On this one issue, the demonrats and the GOPe old guard are in it together,...especially when the Tea Party newbies were elected!

This theory also helps to account for the GOPe's hostility to the newbie TEA partiers who gave them control of the House. The newbies didn't have the guilt the 2008 bunch did and no real loyalty yet one way or the other with McCain and his coalitions within the GOPe. Whatever that might be has a very, very limited shelf life and Rand Paul's actions suggest it has expired.

Whether FMD or Malcolm X or some other American that might have been involved with that crowd and his mama at that time to be bio-dad, obama is still a NBC, no matter how you define it. But regardless of whatever the demonrats might have done running obama, McCain is NOT eligible. And the GOPe ran him anyway.

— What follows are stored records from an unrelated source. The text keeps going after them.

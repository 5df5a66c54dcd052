//! # suds-id
//!
//! Stable ID types, parsing, and validation for the suds platform.
//!
//! ## Design Principles
//!
//! - IDs are stable and system-generated; names are user-controlled labels
//! - All IDs have a canonical string representation with strict parsing
//! - IDs support roundtrip serialization (parse → format → parse)
//! - IDs are typed to prevent mixing different resource types
//!
//! ## ID Format
//!
//! All resource IDs use a prefixed format: `{prefix}_{ulid}`
//!
//! Examples:
//! - `mach_01HV4Z2WQXKJNM8GPQY6VBKC3D`
//! - `loc_01HV4Z3MXNKPQR9HSTZ7WCLD4E`
//! - `job_01HV4Z4NYPLTRS0JTUA8XDME5F`
//!
//! This format provides:
//! - Type safety (prefix indicates resource type)
//! - Sortability (ULID is time-ordered)
//! - Uniqueness (ULID has 80 bits of randomness)
//! - Human readability (clear prefixes)

mod error;
mod macros;
mod types;

pub use error::IdError;
pub use types::*;

/// Re-export ulid for consumers that need raw ULID operations
pub use ulid::Ulid;
//! Health check endpoints.
//!
//! These endpoints are used by load balancers and orchestration systems
//! to determine if the service is healthy and ready to receive traffic.

use axum::{extract::State, http::StatusCode, response::IntoResponse, routing::get, Json, Router};
use chrono::Utc;
use serde::Serialize;

use crate::state::AppState;

/// Health check response.
#[derive(Debug, Serialize)]
#[cfg_attr(test, derive(serde::Deserialize))]
pub struct HealthResponse {
    /// Service status: "ok" or "degraded".
    pub status: String,

    /// Service name.
    pub service: String,

    /// Service version.
    pub version: String,

    /// Current timestamp (ISO 8601).
    pub timestamp: String,

    /// Detailed component health (optional).
    #[serde(skip_serializing_if = "Option::is_none")]
    pub components: Option<ComponentHealth>,
}

/// Component health details.
#[derive(Debug, Serialize)]
#[cfg_attr(test, derive(serde::Deserialize))]
pub struct ComponentHealth {
    /// Machine store status.
    pub store: ComponentStatus,
}

/// Individual component status.
#[derive(Debug, Serialize)]
#[cfg_attr(test, derive(serde::Deserialize))]
pub struct ComponentStatus {
    /// Status: "ok" or "unavailable".
    pub status: String,

    /// Optional message with details.
    #[serde(skip_serializing_if = "Option::is_none")]
    pub message: Option<String>,
}

/// Create health check routes.
pub fn routes() -> Router<AppState> {
    Router::new()
        .route("/healthz", get(healthz))
        .route("/readyz", get(readyz))
        .route("/livez", get(livez))
}

/// Basic health check - is the service running?
///
/// This is a simple liveness probe that returns 200 if the server is up.
/// It does not check dependencies.
async fn healthz() -> impl IntoResponse {
    Json(HealthResponse {
        status: "ok".to_string(),
        service: "control-plane".to_string(),
        version: env!("CARGO_PKG_VERSION").to_string(),
        timestamp: Utc::now().to_rfc3339(),
        components: None,
    })
}

/// Readiness check - is the service ready to receive traffic?
///
/// This checks that the machine store is reachable.
/// Returns 503 if the service is not ready.
async fn readyz(State(state): State<AppState>) -> impl IntoResponse {
    let store_result = state.store().health_check().await;
    let store_ok = store_result.is_ok();
    let store_message = store_result.err().map(|e| e.to_string());

    let components = ComponentHealth {
        store: ComponentStatus {
            status: if store_ok { "ok" } else { "unavailable" }.to_string(),
            message: store_message,
        },
    };

    let response = HealthResponse {
        status: if store_ok { "ok" } else { "degraded" }.to_string(),
        service: "control-plane".to_string(),
        version: env!("CARGO_PKG_VERSION").to_string(),
        timestamp: Utc::now().to_rfc3339(),
        components: Some(components),
    };

    if store_ok {
        (StatusCode::OK, Json(response))
    } else {
        (StatusCode::SERVICE_UNAVAILABLE, Json(response))
    }
}

/// Liveness check - is the service alive?
///
/// This is a minimal check for Kubernetes liveness probes.
/// Returns 200 with minimal body for efficiency.
async fn livez() -> impl IntoResponse {
    StatusCode::OK
}
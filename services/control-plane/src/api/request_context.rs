//! Request-scoped context extracted from HTTP requests.
//!
//! Token validation happens here: a request either carries a valid bearer
//! token (or the boundary is open) and gets a context, or it is rejected
//! with a typed `unauthorized` problem.

use axum::extract::FromRequestParts;
use axum::http::request::Parts;
use axum::http::HeaderMap;
use sha2::{Digest, Sha256};
use suds_id::RequestId;

use crate::api::error::ApiError;
use crate::state::AppState;

pub const AUTHORIZATION_HEADER: &str = "Authorization";
pub const REQUEST_ID_HEADER: &str = "x-request-id";

#[derive(Debug, Clone)]
pub struct RequestContext {
    pub request_id: String,
    pub actor_id: String,
}

fn header_string(headers: &HeaderMap, name: &str) -> Option<String> {
    headers
        .get(name)
        .and_then(|v| v.to_str().ok())
        .map(|s| s.to_string())
}

fn bearer_token(headers: &HeaderMap, request_id: &str) -> Result<Option<String>, ApiError> {
    let Some(auth_value) = header_string(headers, AUTHORIZATION_HEADER) else {
        return Ok(None);
    };

    let auth_value = auth_value.trim();
    let Some(token) = auth_value.strip_prefix("Bearer ") else {
        return Err(ApiError::unauthorized(
            "invalid_authorization",
            "Authorization must be a Bearer token",
        )
        .with_request_id(request_id.to_string()));
    };

    let token = token.trim();
    if token.is_empty() {
        return Err(ApiError::unauthorized(
            "invalid_authorization",
            "Authorization Bearer token cannot be empty",
        )
        .with_request_id(request_id.to_string()));
    }

    Ok(Some(token.to_string()))
}

/// Derive a stable, non-secret actor id from a token.
/// Important: never persist or log bearer tokens.
fn actor_id_for(token: &str) -> String {
    let digest = Sha256::digest(token.as_bytes());
    let hex = format!("{digest:x}");
    let short = hex.get(..32).unwrap_or(&hex);
    format!("usr_{short}")
}

impl FromRequestParts<AppState> for RequestContext {
    type Rejection = ApiError;

    async fn from_request_parts(
        parts: &mut Parts,
        state: &AppState,
    ) -> Result<Self, Self::Rejection> {
        let request_id = header_string(&parts.headers, REQUEST_ID_HEADER)
            .unwrap_or_else(|| RequestId::new().to_string());

        let token = bearer_token(&parts.headers, &request_id)?;

        let actor_id = match token {
            Some(token) => {
                if !state.authenticator().validate_token(&token) {
                    return Err(ApiError::unauthorized(
                        "invalid_token",
                        "The presented token is not valid",
                    )
                    .with_request_id(request_id));
                }
                actor_id_for(&token)
            }
            None => {
                if !state.authenticator().allows_anonymous() {
                    return Err(ApiError::unauthorized(
                        "missing_token",
                        "A Bearer token is required",
                    )
                    .with_request_id(request_id));
                }
                "anonymous".to_string()
            }
        };

        Ok(Self {
            request_id,
            actor_id,
        })
    }
}
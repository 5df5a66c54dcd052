//! Device controller interface.
//!
//! The device controller issues the physical "start cycle" command for a
//! machine. The coordinator only cares about the success/failure outcome;
//! the controller's internal retry protocol is out of scope.

mod http;

pub use http::{DeviceConfig, HttpDeviceController};

use async_trait::async_trait;
use suds_id::MachineId;
use thiserror::Error;

/// Device command errors.
#[derive(Debug, Error)]
pub enum DeviceError {
    /// The gateway answered with a non-success status.
    #[error("device command rejected: {status}: {body}")]
    Rejected { status: u16, body: String },

    /// The gateway could not be reached, or the request timed out.
    /// A timeout is classified the same as a command failure.
    #[error("device gateway unreachable: {0}")]
    Transport(String),
}

/// Issues physical commands to machines.
#[async_trait]
pub trait DeviceController: Send + Sync {
    /// Start the physical cycle on a machine. Fails on hardware or
    /// communication error.
    async fn start_cycle(&self, machine_id: MachineId) -> Result<(), DeviceError>;
}
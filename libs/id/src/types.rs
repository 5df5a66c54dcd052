//! Typed ID definitions for all platform resources.
//!
//! Each ID type has a unique prefix that identifies the resource type.
//! IDs are ULID-based for sortability and uniqueness.

use crate::define_id;

// =============================================================================
// Machines and Locations
// =============================================================================

define_id!(MachineId, "mach");
define_id!(LocationId, "loc");

// =============================================================================
// Jobs
// =============================================================================

define_id!(JobId, "job");

// =============================================================================
// Requests
// =============================================================================

define_id!(RequestId, "req");

// =============================================================================
// Tests
// =============================================================================

#[cfg(test)]
mod tests {
    use super::*;

    #[test]
    fn test_machine_id_roundtrip() {
        let id = MachineId::new();
        let s = id.to_string();
        let parsed: MachineId = s.parse().unwrap();
        assert_eq!(id, parsed);
    }

    #[test]
    fn test_machine_id_prefix() {
        let id = MachineId::new();
        let s = id.to_string();
        assert!(s.starts_with("mach_"));
    }

    #[test]
    fn test_machine_id_invalid_prefix() {
        let result: Result<MachineId, _> = "job_01HV4Z2WQXKJNM8GPQY6VBKC3D".parse();
        assert!(result.is_err());
        assert!(matches!(
            result.unwrap_err(),
            crate::IdError::InvalidPrefix { .. }
        ));
    }

    #[test]
    fn test_machine_id_missing_separator() {
        let result: Result<MachineId, _> = "mach01HV4Z2WQXKJNM8GPQY6VBKC3D".parse();
        assert!(result.is_err());
        assert!(matches!(
            result.unwrap_err(),
            crate::IdError::MissingSeparator
        ));
    }

    #[test]
    fn test_machine_id_empty() {
        let result: Result<MachineId, _> = "".parse();
        assert!(result.is_err());
        assert!(matches!(result.unwrap_err(), crate::IdError::Empty));
    }

    #[test]
    fn test_machine_id_invalid_ulid() {
        let result: Result<MachineId, _> = "mach_invalid".parse();
        assert!(result.is_err());
        assert!(matches!(
            result.unwrap_err(),
            crate::IdError::InvalidUlid(_)
        ));
    }

    #[test]
    fn test_job_id_json_roundtrip() {
        let id = JobId::new();
        let json = serde_json::to_string(&id).unwrap();
        let parsed: JobId = serde_json::from_str(&json).unwrap();
        assert_eq!(id, parsed);
    }

    #[test]
    fn test_machine_id_sortable() {
        let id1 = MachineId::new();
        std::thread::sleep(std::time::Duration::from_millis(1));
        let id2 = MachineId::new();
        // ULIDs are time-ordered, so id1 < id2
        assert!(id1 < id2);
    }

    #[test]
    fn test_all_id_prefixes_unique() {
        // Ensure all prefixes are unique
        let prefixes = vec![
            MachineId::PREFIX,
            LocationId::PREFIX,
            JobId::PREFIX,
            RequestId::PREFIX,
        ];

        let unique: std::collections::HashSet<_> = prefixes.iter().collect();
        assert_eq!(prefixes.len(), unique.len(), "Duplicate ID prefixes found!");
    }
}
//! Machine status lifecycle.
//!
//! A machine moves through: `available → awaiting_dropoff → running`, with
//! `error` reachable from `awaiting_dropoff` when the physical start command
//! fails. `running` and `error` are terminal for this service; a machine is
//! returned to `available` only through the explicit release path.
//!
//! The coordinator is the sole mutating consumer of this table.

use serde::{Deserialize, Serialize};
use thiserror::Error;

/// Lifecycle status of a machine.
#[derive(Debug, Clone, Copy, PartialEq, Eq, Serialize, Deserialize)]
#[serde(rename_all = "snake_case")]
pub enum MachineStatus {
    /// Free for reservation. A machine in this state has no job bound.
    Available,

    /// Reserved by a job, waiting for the physical drop-off.
    AwaitingDropoff,

    /// The physical cycle is running.
    Running,

    /// The start command failed; the machine needs operator attention.
    Error,
}

impl MachineStatus {
    /// Canonical text form, also used as the store encoding.
    pub fn as_str(&self) -> &'static str {
        match self {
            MachineStatus::Available => "available",
            MachineStatus::AwaitingDropoff => "awaiting_dropoff",
            MachineStatus::Running => "running",
            MachineStatus::Error => "error",
        }
    }

    /// Whether the start-cycle command may be issued from this status.
    pub fn can_start(&self) -> bool {
        matches!(self, MachineStatus::AwaitingDropoff)
    }

    /// Whether a reservation hold on this machine may be released.
    pub fn can_release(&self) -> bool {
        matches!(self, MachineStatus::AwaitingDropoff)
    }

    /// Whether `self → to` is a defined lifecycle transition.
    pub fn may_transition(&self, to: MachineStatus) -> bool {
        use MachineStatus::*;
        matches!(
            (self, to),
            (Available, AwaitingDropoff)
                | (AwaitingDropoff, Running)
                | (AwaitingDropoff, Error)
                | (AwaitingDropoff, Available)
        )
    }

    /// Whether this status is terminal for the reservation subsystem.
    pub fn is_terminal(&self) -> bool {
        matches!(self, MachineStatus::Running | MachineStatus::Error)
    }
}

impl std::fmt::Display for MachineStatus {
    fn fmt(&self, f: &mut std::fmt::Formatter<'_>) -> std::fmt::Result {
        f.write_str(self.as_str())
    }
}

/// Error returned when decoding an unknown status string.
#[derive(Debug, Error, Clone, PartialEq, Eq)]
#[error("unknown machine status: {0}")]
pub struct ParseStatusError(pub String);

impl std::str::FromStr for MachineStatus {
    type Err = ParseStatusError;

    fn from_str(s: &str) -> Result<Self, Self::Err> {
        match s {
            "available" => Ok(MachineStatus::Available),
            "awaiting_dropoff" => Ok(MachineStatus::AwaitingDropoff),
            "running" => Ok(MachineStatus::Running),
            "error" => Ok(MachineStatus::Error),
            other => Err(ParseStatusError(other.to_string())),
        }
    }
}

#[cfg(test)]
mod tests {
    use super::*;
    use rstest::rstest;

    #[rstest]
    #[case(MachineStatus::Available, MachineStatus::AwaitingDropoff, true)]
    #[case(MachineStatus::AwaitingDropoff, MachineStatus::Running, true)]
    #[case(MachineStatus::AwaitingDropoff, MachineStatus::Error, true)]
    #[case(MachineStatus::AwaitingDropoff, MachineStatus::Available, true)]
    #[case(MachineStatus::Available, MachineStatus::Running, false)]
    #[case(MachineStatus::Running, MachineStatus::Available, false)]
    #[case(MachineStatus::Running, MachineStatus::Error, false)]
    #[case(MachineStatus::Error, MachineStatus::Available, false)]
    #[case(MachineStatus::Error, MachineStatus::Running, false)]
    fn transition_table(
        #[case] from: MachineStatus,
        #[case] to: MachineStatus,
        #[case] allowed: bool,
    ) {
        assert_eq!(from.may_transition(to), allowed);
    }

    #[test]
    fn only_awaiting_dropoff_can_start() {
        assert!(MachineStatus::AwaitingDropoff.can_start());
        assert!(!MachineStatus::Available.can_start());
        assert!(!MachineStatus::Running.can_start());
        assert!(!MachineStatus::Error.can_start());
    }

    #[test]
    fn terminal_states() {
        assert!(MachineStatus::Running.is_terminal());
        assert!(MachineStatus::Error.is_terminal());
        assert!(!MachineStatus::Available.is_terminal());
        assert!(!MachineStatus::AwaitingDropoff.is_terminal());
    }

    #[test]
    fn text_roundtrip() {
        for status in [
            MachineStatus::Available,
            MachineStatus::AwaitingDropoff,
            MachineStatus::Running,
            MachineStatus::Error,
        ] {
            let parsed: MachineStatus = status.as_str().parse().unwrap();
            assert_eq!(parsed, status);
        }
    }

    #[test]
    fn unknown_status_rejected() {
        let result: Result<MachineStatus, _> = "spinning".parse();
        assert!(result.is_err());
    }

    #[test]
    fn serde_uses_snake_case() {
        let json = serde_json::to_string(&MachineStatus::AwaitingDropoff).unwrap();
        assert_eq!(json, "\"awaiting_dropoff\"");
    }
}
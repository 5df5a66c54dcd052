//! Macros for defining typed ID types.

/// Macro to define a typed ID with a specific prefix.
///
/// This generates a newtype wrapper around ULID with:
/// - A `PREFIX` constant
/// - `new()` to generate a fresh ID
/// - `parse()` to parse from string
/// - `Display` and `FromStr` implementations
/// - `Serialize` and `Deserialize` implementations
/// - `Ord`, `Hash`, and other standard traits
///
/// # Example
///
/// ```ignore
/// define_id!(MachineId, "mach");
/// define_id!(JobId, "job");
///
/// let machine_id = MachineId::new();
/// let parsed: MachineId = "mach_01HV4Z2WQXKJNM8GPQY6VBKC3D".parse()?;
/// ```
#[macro_export]
macro_rules! define_id {
    ($name:ident, $prefix:literal) => {
        /// A typed ID for this resource type.
        #[derive(Debug, Clone, Copy, PartialEq, Eq, PartialOrd, Ord, Hash)]
        pub struct $name($crate::Ulid);

        impl $name {
            /// The prefix for this ID type.
            pub const PREFIX: &'static str = $prefix;

            /// Creates a new ID with a fresh ULID.
            #[must_use]
            pub fn new() -> Self {
                Self($crate::Ulid::new())
            }

            /// Creates an ID from a raw ULID.
            #[must_use]
            pub const fn from_ulid(ulid: $crate::Ulid) -> Self {
                Self(ulid)
            }

            /// Returns the underlying ULID.
            #[must_use]
            pub const fn ulid(&self) -> $crate::Ulid {
                self.0
            }

            /// Returns the timestamp portion of the ULID in milliseconds.
            #[must_use]
            pub fn timestamp_ms(&self) -> u64 {
                self.0.timestamp_ms()
            }

            /// Parses an ID from a string.
            ///
            /// The string must be in the format `{prefix}_{ulid}`.
            pub fn parse(s: &str) -> Result<Self, $crate::IdError> {
                if s.is_empty() {
                    return Err($crate::IdError::Empty);
                }

                let Some((prefix, ulid_str)) = s.split_once('_') else {
                    return Err($crate::IdError::MissingSeparator);
                };

                if prefix != Self::PREFIX {
                    return Err($crate::IdError::InvalidPrefix {
                        expected: Self::PREFIX,
                        actual: prefix.to_string(),
                    });
                }

                let ulid = ulid_str
                    .parse::<$crate::Ulid>()
                    .map_err(|e| $crate::IdError::InvalidUlid(e.to_string()))?;

                Ok(Self(ulid))
            }

            /// Formats the ID as a string.
            #[must_use]
            pub fn to_string(&self) -> String {
                format!("{}_{}", Self::PREFIX, self.0)
            }
        }

        impl Default for $name {
            fn default() -> Self {
                Self::new()
            }
        }

        impl std::fmt::Display for $name {
            fn fmt(&self, f: &mut std::fmt::Formatter<'_>) -> std::fmt::Result {
                write!(f, "{}_{}", Self::PREFIX, self.0)
            }
        }

        impl std::str::FromStr for $name {
            type Err = $crate::IdError;

            fn from_str(s: &str) -> Result<Self, Self::Err> {
                Self::parse(s)
            }
        }

        impl serde::Serialize for $name {
            fn serialize<S>(&self, serializer: S) -> Result<S::Ok, S::Error>
            where
                S: serde::Serializer,
            {
                serializer.serialize_str(&self.to_string())
            }
        }

        impl<'de> serde::Deserialize<'de> for $name {
            fn deserialize<D>(deserializer: D) -> Result<Self, D::Error>
            where
                D: serde::Deserializer<'de>,
            {
                let s = String::deserialize(deserializer)?;
                Self::parse(&s).map_err(serde::de::Error::custom)
            }
        }

        impl AsRef<$crate::Ulid> for $name {
            fn as_ref(&self) -> &$crate::Ulid {
                &self.0
            }
        }
    };
}
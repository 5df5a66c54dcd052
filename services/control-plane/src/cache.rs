//! Read-through cache of machine records.
//!
//! One instance per process, shared by every handler through the
//! coordinator. Maps machine id to the last-observed record. Entries are
//! created on first read-through or on any write touching the record, and
//! overwritten on every subsequent write. There is no TTL and no eviction;
//! the cache is not authoritative and must be written only after the store
//! has accepted a transition (strict write-through).
//!
//! The cache itself makes no atomicity promise across a get-then-put
//! sequence; the coordinator's per-machine locks serialize writers.

use std::collections::HashMap;
use std::sync::{Arc, RwLock};

use suds_id::MachineId;

use crate::store::MachineRecord;

/// Process-wide machine record cache.
#[derive(Clone, Default)]
pub struct MachineCache {
    inner: Arc<RwLock<HashMap<MachineId, MachineRecord>>>,
}

impl MachineCache {
    pub fn new() -> Self {
        Self::default()
    }

    /// Last-observed record for a machine, if any.
    pub fn get(&self, machine_id: MachineId) -> Option<MachineRecord> {
        self.inner
            .read()
            .unwrap_or_else(|e| e.into_inner())
            .get(&machine_id)
            .cloned()
    }

    /// Overwrite the entry for a machine.
    pub fn put(&self, record: MachineRecord) {
        self.inner
            .write()
            .unwrap_or_else(|e| e.into_inner())
            .insert(record.machine_id, record);
    }

    /// Number of cached entries.
    pub fn len(&self) -> usize {
        self.inner.read().unwrap_or_else(|e| e.into_inner()).len()
    }

    pub fn is_empty(&self) -> bool {
        self.len() == 0
    }
}
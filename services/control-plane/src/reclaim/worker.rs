//! Reclaim background worker.
//!
//! Runs the overdue-hold scan on a periodic interval.

use std::sync::Arc;

use tokio::sync::watch;
use tracing::{error, info, instrument};

use crate::config::ReclaimConfig;
use crate::coordinator::ReservationCoordinator;

/// Worker that releases overdue reservation holds.
pub struct ReclaimWorker {
    coordinator: Arc<ReservationCoordinator>,
    config: ReclaimConfig,
}

impl ReclaimWorker {
    /// Create a new reclaim worker.
    pub fn new(coordinator: Arc<ReservationCoordinator>, config: ReclaimConfig) -> Self {
        Self {
            coordinator,
            config,
        }
    }

    /// Run the reclaim worker until shutdown is signaled.
    #[instrument(skip(self, shutdown))]
    pub async fn run(&self, mut shutdown: watch::Receiver<bool>) {
        info!(
            interval_secs = self.config.interval.as_secs(),
            max_hold_secs = self.config.max_hold.as_secs(),
            "Starting reclaim worker"
        );

        let mut interval = tokio::time::interval(self.config.interval);
        // Don't immediately tick on startup - wait for first interval
        interval.tick().await;

        loop {
            tokio::select! {
                _ = interval.tick() => {
                    self.run_reclaim().await;
                }
                _ = shutdown.changed() => {
                    if *shutdown.borrow() {
                        info!("Reclaim worker shutting down");
                        break;
                    }
                }
            }
        }
    }

    /// Run a single reclaim pass.
    async fn run_reclaim(&self) {
        match self.coordinator.reclaim_expired(self.config.max_hold).await {
            Ok(reclaimed) => {
                if reclaimed > 0 {
                    info!(reclaimed, "Reclaim pass complete");
                }
            }
            Err(e) => {
                error!(error = %e, "Reclaim pass failed");
            }
        }
    }
}
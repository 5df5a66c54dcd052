use axum::{
    http::{header::CONTENT_TYPE, HeaderValue, StatusCode},
    response::{IntoResponse, Response},
    Json,
};
use serde::Serialize;

use crate::store::MachineRecord;

#[derive(Debug, Serialize)]
pub struct ProblemDetails {
    #[serde(rename = "type")]
    pub r#type: String,
    pub title: String,
    pub status: u16,
    pub detail: String,
    pub code: String,
    pub request_id: String,
    pub retryable: bool,
    /// The machine's current record, for state-carrying failures
    /// (`invalid_state`, `hardware_error`).
    #[serde(skip_serializing_if = "Option::is_none")]
    pub machine: Option<serde_json::Value>,
}

impl ProblemDetails {
    fn new(status: StatusCode, code: impl Into<String>, detail: impl Into<String>) -> Self {
        let code = code.into();
        let title = status
            .canonical_reason()
            .unwrap_or("Unknown Error")
            .to_string();
        Self {
            r#type: format!("https://suds.dev/problems/{code}"),
            title,
            status: status.as_u16(),
            detail: detail.into(),
            code,
            request_id: "unknown".to_string(),
            retryable: false,
            machine: None,
        }
    }
}

#[derive(Debug)]
pub struct ApiError {
    pub status: StatusCode,
    pub problem: Box<ProblemDetails>,
}

impl ApiError {
    pub fn bad_request(code: impl Into<String>, message: impl Into<String>) -> Self {
        let status = StatusCode::BAD_REQUEST;
        let problem = Box::new(ProblemDetails::new(status, code, message));
        Self { status, problem }
    }

    pub fn not_found(code: impl Into<String>, message: impl Into<String>) -> Self {
        let status = StatusCode::NOT_FOUND;
        let problem = Box::new(ProblemDetails::new(status, code, message));
        Self { status, problem }
    }

    pub fn unauthorized(code: impl Into<String>, message: impl Into<String>) -> Self {
        let status = StatusCode::UNAUTHORIZED;
        let problem = Box::new(ProblemDetails::new(status, code, message));
        Self { status, problem }
    }

    pub fn internal(code: impl Into<String>, message: impl Into<String>) -> Self {
        let status = StatusCode::INTERNAL_SERVER_ERROR;
        let problem = Box::new(ProblemDetails::new(status, code, message));
        Self { status, problem }
    }

    /// The device gateway failed; retrying after operator attention is
    /// plausible, so the problem is marked retryable.
    pub fn bad_gateway(code: impl Into<String>, message: impl Into<String>) -> Self {
        let status = StatusCode::BAD_GATEWAY;
        let mut problem = Box::new(ProblemDetails::new(status, code, message));
        problem.retryable = true;
        Self { status, problem }
    }

    pub fn with_request_id(mut self, request_id: impl Into<String>) -> Self {
        self.problem.request_id = request_id.into();
        self
    }

    pub fn with_machine(mut self, record: &MachineRecord) -> Self {
        self.problem.machine = serde_json::to_value(record).ok();
        self
    }
}

impl IntoResponse for ApiError {
    fn into_response(self) -> Response {
        let mut response = (self.status, Json(self.problem)).into_response();
        response.headers_mut().insert(
            CONTENT_TYPE,
            HeaderValue::from_static("application/problem+json"),
        );
        response
    }
}

#[cfg(test)]
mod tests {
    use super::*;
    use crate::lifecycle::MachineStatus;
    use suds_id::{LocationId, MachineId};

    #[test]
    fn problem_carries_code_and_request_id() {
        let err = ApiError::not_found("machine_not_found", "no such machine")
            .with_request_id("req_test");
        assert_eq!(err.status, StatusCode::NOT_FOUND);
        assert_eq!(err.problem.code, "machine_not_found");
        assert_eq!(err.problem.request_id, "req_test");
        assert!(!err.problem.retryable);
    }

    #[test]
    fn bad_gateway_is_retryable_and_carries_machine() {
        let record = MachineRecord {
            machine_id: MachineId::new(),
            location_id: LocationId::new(),
            status: MachineStatus::Error,
            job_id: None,
            reserved_at: None,
        };
        let err =
            ApiError::bad_gateway("hardware_error", "start command failed").with_machine(&record);
        assert!(err.problem.retryable);
        let machine = err.problem.machine.unwrap();
        assert_eq!(machine["status"], "error");
    }
}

IF we can get whatever the truth is out in the open, clean up the messes made by all involved, including whatever the hell he/they/we are doing in Libya, Syria and elsewhere in the M.E., we can also deal with the NBC confusion out in the open, just like the FFs set things up.

George Washington was extremely wise regarding his distaste for political parties and most everything else. Looking around, I see he was right on the money.

"Parties will destroy the very engines which have lifted them to unjust dominion [the committeeman process],
Parties are destructive to the regular deliberation and action of the constituted authorities,
Parties open the door to foreign influence and corruption, thus the policy and the will of one country are subjected to the policy and will of another.
Parties serve to organize division,
will ruin public liberty,
stifles, control’s, represses,
foment occasional riots & insurrection,
kindle animosity of one part against another,
puts in the place of the delegated will of the nation the will of a party,
agitates the community with ill founded jealousies & false alarms,
works to undermine the Constitution which could not be directly overthrown,
serves to distract the public councils and enfeeble the public administration,
drives the spirit of revenge
leads to despotism."
"Parties are truly your worst enemy."
~George Washington

1,500 posted on 03/14/2013 4:23:45 PM PDT by GBA (Here in the Matrix, life is but a dream.)